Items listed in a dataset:
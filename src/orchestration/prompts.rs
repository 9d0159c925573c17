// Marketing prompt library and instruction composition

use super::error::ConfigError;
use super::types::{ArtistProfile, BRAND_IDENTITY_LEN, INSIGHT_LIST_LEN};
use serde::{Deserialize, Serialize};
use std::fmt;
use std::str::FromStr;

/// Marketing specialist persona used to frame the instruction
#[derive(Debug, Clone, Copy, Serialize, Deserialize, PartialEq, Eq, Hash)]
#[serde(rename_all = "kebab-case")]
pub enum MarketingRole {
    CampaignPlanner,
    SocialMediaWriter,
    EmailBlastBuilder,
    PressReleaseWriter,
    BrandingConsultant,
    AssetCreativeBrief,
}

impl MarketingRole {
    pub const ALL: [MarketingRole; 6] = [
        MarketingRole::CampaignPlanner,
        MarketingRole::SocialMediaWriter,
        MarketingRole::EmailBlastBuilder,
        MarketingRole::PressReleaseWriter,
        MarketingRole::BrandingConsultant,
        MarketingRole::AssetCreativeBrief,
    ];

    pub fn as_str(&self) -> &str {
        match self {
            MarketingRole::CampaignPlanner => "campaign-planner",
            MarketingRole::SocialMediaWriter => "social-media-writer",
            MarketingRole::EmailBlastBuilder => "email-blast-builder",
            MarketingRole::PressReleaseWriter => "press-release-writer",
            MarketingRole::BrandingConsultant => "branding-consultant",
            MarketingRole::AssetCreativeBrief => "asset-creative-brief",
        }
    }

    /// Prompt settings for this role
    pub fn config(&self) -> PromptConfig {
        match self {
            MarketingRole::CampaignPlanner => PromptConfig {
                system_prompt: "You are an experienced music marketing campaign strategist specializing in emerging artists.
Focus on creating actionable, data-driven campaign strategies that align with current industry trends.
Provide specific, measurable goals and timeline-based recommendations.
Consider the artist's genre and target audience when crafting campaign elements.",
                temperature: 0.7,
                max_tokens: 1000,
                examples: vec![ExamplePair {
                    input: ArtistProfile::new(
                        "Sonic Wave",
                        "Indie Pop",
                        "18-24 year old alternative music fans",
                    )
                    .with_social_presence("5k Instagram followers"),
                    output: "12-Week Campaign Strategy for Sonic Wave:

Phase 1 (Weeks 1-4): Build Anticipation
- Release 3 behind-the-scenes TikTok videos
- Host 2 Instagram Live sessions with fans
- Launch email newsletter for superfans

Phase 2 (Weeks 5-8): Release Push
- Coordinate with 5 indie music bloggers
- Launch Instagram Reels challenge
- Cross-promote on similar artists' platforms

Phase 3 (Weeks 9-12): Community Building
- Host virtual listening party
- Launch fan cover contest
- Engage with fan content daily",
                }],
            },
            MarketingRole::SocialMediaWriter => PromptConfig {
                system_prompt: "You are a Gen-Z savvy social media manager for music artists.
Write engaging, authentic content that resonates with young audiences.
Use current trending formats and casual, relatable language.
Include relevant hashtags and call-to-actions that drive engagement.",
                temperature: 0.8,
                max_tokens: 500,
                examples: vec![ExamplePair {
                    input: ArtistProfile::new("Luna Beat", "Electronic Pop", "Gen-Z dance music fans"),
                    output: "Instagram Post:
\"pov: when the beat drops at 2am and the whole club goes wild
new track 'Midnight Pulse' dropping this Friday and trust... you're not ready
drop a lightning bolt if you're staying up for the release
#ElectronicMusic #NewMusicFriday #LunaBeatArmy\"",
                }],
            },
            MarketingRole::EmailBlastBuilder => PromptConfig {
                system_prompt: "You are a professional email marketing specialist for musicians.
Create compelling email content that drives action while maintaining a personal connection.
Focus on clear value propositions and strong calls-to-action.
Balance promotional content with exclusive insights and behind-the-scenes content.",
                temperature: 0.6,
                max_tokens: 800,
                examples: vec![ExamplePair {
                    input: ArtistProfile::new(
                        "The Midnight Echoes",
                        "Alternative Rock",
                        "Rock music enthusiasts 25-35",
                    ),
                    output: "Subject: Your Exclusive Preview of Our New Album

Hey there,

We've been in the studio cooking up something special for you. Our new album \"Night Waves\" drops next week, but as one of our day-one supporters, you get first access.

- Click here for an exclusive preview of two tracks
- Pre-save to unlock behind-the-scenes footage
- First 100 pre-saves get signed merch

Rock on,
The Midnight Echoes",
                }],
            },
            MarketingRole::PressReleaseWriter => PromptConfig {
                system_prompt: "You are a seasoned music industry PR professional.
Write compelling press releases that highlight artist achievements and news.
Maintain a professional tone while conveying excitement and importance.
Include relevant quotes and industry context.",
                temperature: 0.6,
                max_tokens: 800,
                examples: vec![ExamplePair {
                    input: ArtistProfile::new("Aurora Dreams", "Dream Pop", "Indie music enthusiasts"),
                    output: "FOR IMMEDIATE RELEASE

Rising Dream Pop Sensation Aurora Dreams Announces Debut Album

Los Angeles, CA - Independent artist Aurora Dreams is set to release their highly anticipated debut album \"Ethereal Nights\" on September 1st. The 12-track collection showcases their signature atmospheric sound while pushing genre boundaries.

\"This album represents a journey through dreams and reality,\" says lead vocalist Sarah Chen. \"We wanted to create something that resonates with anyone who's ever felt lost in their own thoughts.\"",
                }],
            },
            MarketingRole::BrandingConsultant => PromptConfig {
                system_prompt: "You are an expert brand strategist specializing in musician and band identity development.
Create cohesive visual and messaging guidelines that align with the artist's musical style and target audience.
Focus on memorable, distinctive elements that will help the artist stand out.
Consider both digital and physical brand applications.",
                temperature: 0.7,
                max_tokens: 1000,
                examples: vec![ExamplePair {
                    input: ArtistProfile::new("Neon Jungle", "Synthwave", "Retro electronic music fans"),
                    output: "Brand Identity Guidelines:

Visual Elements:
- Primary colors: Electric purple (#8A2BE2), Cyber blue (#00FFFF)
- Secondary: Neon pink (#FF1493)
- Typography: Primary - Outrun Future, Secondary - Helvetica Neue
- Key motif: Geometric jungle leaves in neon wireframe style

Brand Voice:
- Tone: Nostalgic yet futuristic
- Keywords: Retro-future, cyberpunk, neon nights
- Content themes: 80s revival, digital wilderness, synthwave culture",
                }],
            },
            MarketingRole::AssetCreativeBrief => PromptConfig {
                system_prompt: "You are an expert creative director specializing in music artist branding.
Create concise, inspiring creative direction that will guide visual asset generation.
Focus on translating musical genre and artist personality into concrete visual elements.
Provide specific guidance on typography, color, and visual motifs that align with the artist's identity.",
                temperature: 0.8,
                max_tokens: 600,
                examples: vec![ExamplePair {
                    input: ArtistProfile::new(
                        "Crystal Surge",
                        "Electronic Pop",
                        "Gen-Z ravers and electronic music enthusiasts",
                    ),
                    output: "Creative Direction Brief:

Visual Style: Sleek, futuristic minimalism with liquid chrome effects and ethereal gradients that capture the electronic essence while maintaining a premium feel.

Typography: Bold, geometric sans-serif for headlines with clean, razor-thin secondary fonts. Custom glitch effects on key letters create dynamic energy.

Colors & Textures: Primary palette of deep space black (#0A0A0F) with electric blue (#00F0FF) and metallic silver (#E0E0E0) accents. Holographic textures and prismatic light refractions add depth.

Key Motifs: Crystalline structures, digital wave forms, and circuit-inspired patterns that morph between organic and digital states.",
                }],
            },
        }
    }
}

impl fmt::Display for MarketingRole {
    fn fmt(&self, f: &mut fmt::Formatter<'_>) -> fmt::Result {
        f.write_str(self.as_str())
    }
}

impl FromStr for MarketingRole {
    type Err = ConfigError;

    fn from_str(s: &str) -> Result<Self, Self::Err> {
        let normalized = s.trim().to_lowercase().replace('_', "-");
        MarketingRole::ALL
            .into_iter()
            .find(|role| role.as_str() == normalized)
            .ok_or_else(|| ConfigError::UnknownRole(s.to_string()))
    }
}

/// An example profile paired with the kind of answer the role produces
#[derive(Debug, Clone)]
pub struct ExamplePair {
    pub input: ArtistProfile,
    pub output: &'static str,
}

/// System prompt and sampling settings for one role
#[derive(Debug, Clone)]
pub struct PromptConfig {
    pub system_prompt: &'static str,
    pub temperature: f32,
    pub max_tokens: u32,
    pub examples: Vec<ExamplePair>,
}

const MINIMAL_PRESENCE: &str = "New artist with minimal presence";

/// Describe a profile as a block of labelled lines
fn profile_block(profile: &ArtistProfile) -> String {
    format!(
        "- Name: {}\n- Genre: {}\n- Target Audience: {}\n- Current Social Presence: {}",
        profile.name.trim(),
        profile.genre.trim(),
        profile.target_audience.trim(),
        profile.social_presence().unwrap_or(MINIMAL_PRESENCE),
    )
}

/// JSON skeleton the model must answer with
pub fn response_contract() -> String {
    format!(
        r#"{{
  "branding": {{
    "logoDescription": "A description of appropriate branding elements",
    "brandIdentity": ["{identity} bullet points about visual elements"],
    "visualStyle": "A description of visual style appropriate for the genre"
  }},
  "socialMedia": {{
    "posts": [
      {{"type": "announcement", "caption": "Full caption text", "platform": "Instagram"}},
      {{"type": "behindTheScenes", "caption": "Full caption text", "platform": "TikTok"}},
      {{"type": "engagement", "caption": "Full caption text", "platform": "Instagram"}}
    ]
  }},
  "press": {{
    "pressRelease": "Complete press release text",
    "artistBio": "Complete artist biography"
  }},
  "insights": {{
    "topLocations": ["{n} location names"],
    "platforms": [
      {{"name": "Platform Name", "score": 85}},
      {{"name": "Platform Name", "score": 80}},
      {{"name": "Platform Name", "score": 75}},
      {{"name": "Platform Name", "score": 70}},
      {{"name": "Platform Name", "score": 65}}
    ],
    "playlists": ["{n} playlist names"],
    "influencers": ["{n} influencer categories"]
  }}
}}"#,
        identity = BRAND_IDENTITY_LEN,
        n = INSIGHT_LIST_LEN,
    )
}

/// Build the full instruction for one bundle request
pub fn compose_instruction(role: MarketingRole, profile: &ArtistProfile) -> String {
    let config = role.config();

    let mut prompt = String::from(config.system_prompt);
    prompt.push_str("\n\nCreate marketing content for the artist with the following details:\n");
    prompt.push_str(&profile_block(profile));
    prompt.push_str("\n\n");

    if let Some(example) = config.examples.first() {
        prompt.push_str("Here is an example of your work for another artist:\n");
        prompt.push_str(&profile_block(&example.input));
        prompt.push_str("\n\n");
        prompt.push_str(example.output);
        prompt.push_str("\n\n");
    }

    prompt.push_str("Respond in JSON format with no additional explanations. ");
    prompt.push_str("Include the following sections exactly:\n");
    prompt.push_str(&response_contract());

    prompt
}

INSTRUCTIONS TO FOLLOW> All lines above containing the string "strategist": copy each one.

FINISHED EXERCISE>
                system_prompt: "You are an experienced music marketing campaign strategist specializing in emerging artists.
                system_prompt: "You are an expert brand strategist specializing in musician and band identity development.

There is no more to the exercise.